The BZK-005E is a modernised derivative of the indigenously developed BZK-005 platform – also known as the Changying (Long Eagle) – in widespread use across the People’s Liberation Army (PLA) air, land, and sea services for long-range reconnaissance and electronic intelligence (ELINT) missions, made its public debut at the latest iteration of Airshow China in Zhuhai from 6–11 November.
According to company specifications, the BZK-005E has maximum take-off weight (MTOW) of 1,500 kg, with a length and wingspan of 10.05 m and 18 m respectively. Powered by a rear-mounted piston engine that drives a three-bladed pusher-propeller, the air vehicle can achieve a stated maximum level flight speed of 210 km/h although it typically cruises at 130–180 km/h up to its flight ceiling of 7,500 m (24,606 ft). Operational radius is understood to be in excess of 2,000 km when employing satellite communication datalinks.
Beihang UAS is quoting a flight endurance of 40 hours when the BZK-005E is in its reconnaissance configuration with a chin-mounted electro-optical infrared (EO/IR) ball turret, although the air vehicle features a 370 kg payload capacity that enables it to be reconfigured for other mission types, including all-weather intelligence, surveillance, and reconnaissance (ISR) with a chin-mounted synthetic aperture radar (SAR) system and a ventral EO/IR turret, ELINT, and communications relay.

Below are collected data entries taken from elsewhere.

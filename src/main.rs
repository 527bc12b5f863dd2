// main.rs
// Description: Binary entry point with menu loop. Runs the encoder layer stage by stage,
//              shows the published tensors and lets the user change tokens and shape.
// History:
// - 2026-10-17: Replace train/ask/checkpoint menu with the stage runner.
// - 2026-10-17: Optional JSON config path as first argument, input stage runs on startup.
// - 2026-10-17: Leave the menu loop when stdin is closed.

use std::io::{BufRead, Write};

use transformer_viz::stage::{Stage, STAGE_ORDER};
use transformer_viz::utils;
use transformer_viz::{Pipeline, StageReport, VizConfig};

// `Ok(None)` once the input is closed.
fn read_line_trimmed<R: BufRead>(reader: &mut R) -> Result<Option<String>, String> {
    let mut s_input = String::new();
    let i_read = reader
        .read_line(&mut s_input)
        .map_err(|_| "input_read_error".to_string())?;
    if i_read == 0 {
        return Ok(None);
    }
    Ok(Some(s_input.trim().to_string()))
}

fn prompt_line(s_label: &str) -> Result<Option<String>, String> {
    print!("{}", s_label);
    let _ = std::io::stdout().flush();
    read_line_trimmed(&mut std::io::stdin().lock())
}

fn prompt(s_label: &str) -> Result<String, String> {
    prompt_line(s_label)?.ok_or_else(|| "end_of_input".to_string())
}

fn prompt_usize(s_label: &str) -> Result<usize, String> {
    let s_val = prompt(s_label)?;
    s_val
        .parse::<usize>()
        .map_err(|_| format!("not a non-negative integer: {}", s_val))
}

fn print_report(report: &StageReport) {
    if report.is_ok() {
        println!("[ok] {}", report.message);
        if !report.tensors.is_empty() {
            println!("     tensors: {}", report.tensors.join(", "));
        }
    } else {
        println!("[error] {}", report.message);
    }
}

fn print_status(pipeline: &Pipeline, cfg: &VizConfig) {
    println!("\n{}", pipeline.info_line(&cfg.model));
    let v_buttons: Vec<String> = STAGE_ORDER
        .iter()
        .map(|&st| {
            let s_mark = if pipeline.is_stage_enabled(st) { " " } else { "x" };
            format!("[{}] {}", s_mark, st.label())
        })
        .collect();
    println!("{}", v_buttons.join("  "));
}

fn print_tensors(pipeline: &Pipeline) {
    let v_tensors = pipeline.named_tensors();
    if v_tensors.is_empty() {
        println!("No tensors yet.");
        return;
    }
    for t in v_tensors {
        println!("\n{}", utils::format_matrix(&t.name, &t.view.to_owned()));
    }
}

fn print_head(pipeline: &Pipeline, i_head: usize) {
    let h = pipeline.head_tensors(i_head);
    let v_parts = [
        (format!("Q_Head_{}", i_head), h.q),
        (format!("K_Head_{}", i_head), h.k),
        (format!("V_Head_{}", i_head), h.v),
        (format!("Scores_H{}", i_head), h.scaled_scores),
        (format!("Weights_H{}", i_head), h.weights),
        (format!("Output_H{}", i_head), h.output),
    ];
    let mut b_any = false;
    for (s_name, opt_a) in v_parts.iter() {
        if let Some(a) = opt_a {
            println!("\n{}", utils::format_matrix(s_name, a));
            b_any = true;
        }
    }
    if !b_any {
        println!("Head {} has no tensors yet.", i_head);
    }
}

fn main() {
    env_logger::init();

    let mut cfg = match std::env::args().nth(1) {
        Some(s_path) => match VizConfig::load(&s_path) {
            Ok(c) => c,
            Err(e) => {
                eprintln!("{}", e);
                return;
            }
        },
        None => VizConfig::default(),
    };

    let mut pipeline = Pipeline::new();
    let report = pipeline.run_stage(Stage::Input, &cfg.model, &cfg.input_text);
    print_report(&report);

    loop {
        print_status(&pipeline, &cfg);
        println!("\n--- Menu Mode ---");
        println!("Commands:");
        println!("  1-7 Run stage");
        println!("  i Set tokens (comma separated)");
        println!("  w Set d_model");
        println!("  h Set Num Heads");
        println!("  f Set d_ff (empty for d_model * 4)");
        println!("  s Show tensors");
        println!("  k Show one head");
        println!("  j Print JSON snapshot");
        println!("  c Load config");
        println!("  e Exit");

        let s_cmd = match prompt_line("\nEnter command: ") {
            Ok(Some(s)) => s.to_lowercase(),
            Ok(None) => {
                println!("Exit.");
                break;
            }
            Err(e) => {
                println!("Input error: {}", e);
                continue;
            }
        };

        if s_cmd == "e" {
            println!("Exit.");
            break;
        }

        if let Some(stage) = s_cmd
            .parse::<usize>()
            .ok()
            .and_then(|i| i.checked_sub(1))
            .and_then(Stage::from_index)
        {
            let report = pipeline.run_stage(stage, &cfg.model, &cfg.input_text);
            print_report(&report);
            continue;
        }

        match s_cmd.as_str() {
            "i" => match prompt("Enter tokens: ") {
                Ok(s) => {
                    cfg.input_text = s;
                    println!("Tokens updated, run stage 1 to apply.");
                }
                Err(e) => println!("Input error: {}", e),
            },
            "w" => match prompt_usize("Enter d_model: ") {
                Ok(i) => cfg.model.set_model_width(i),
                Err(e) => println!("Input error: {}", e),
            },
            "h" => match prompt_usize("Enter Num Heads: ") {
                Ok(i) => cfg.model.set_head_count(i),
                Err(e) => println!("Input error: {}", e),
            },
            "f" => match prompt("Enter d_ff: ") {
                Ok(s) if s.is_empty() => cfg.model.set_feed_forward_width(None),
                Ok(s) => match s.parse::<usize>() {
                    Ok(i) => cfg.model.set_feed_forward_width(Some(i)),
                    Err(_) => println!("Input error: not a non-negative integer: {}", s),
                },
                Err(e) => println!("Input error: {}", e),
            },
            "s" => {
                print_tensors(&pipeline);
                println!(
                    "\nLayers: {} | parameters: {}",
                    pipeline.network_description(),
                    pipeline.total_parameters()
                );
            }
            "k" => match prompt_usize("Enter head index: ") {
                Ok(i) => print_head(&pipeline, i),
                Err(e) => println!("Input error: {}", e),
            },
            "j" => match utils::to_json_pretty(&pipeline.snapshot()) {
                Ok(s) => println!("{}", s),
                Err(e) => println!("Snapshot failed: {}", e),
            },
            "c" => match prompt("Enter config path: ") {
                Ok(s_path) => match VizConfig::load(&s_path) {
                    Ok(c) => {
                        cfg = c;
                        pipeline.reset();
                        let report = pipeline.run_stage(Stage::Input, &cfg.model, &cfg.input_text);
                        print_report(&report);
                    }
                    Err(e) => println!("Load failed: {}", e),
                },
                Err(e) => println!("Input error: {}", e),
            },
            _ => println!("Unknown command."),
        }
    }
}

The airframe of the BZK-005E is constructed from carbon fibre composite material, comprising a main fuselage nacelle that incorporates a dorsal satellite communications antenna fairing and side chines, swept back mid-mounted wings – featuring inset control and lift surfaces – that support twin tailbooms emanating from the trailing edges of structural pod fairings attached to the lower surface of the wings.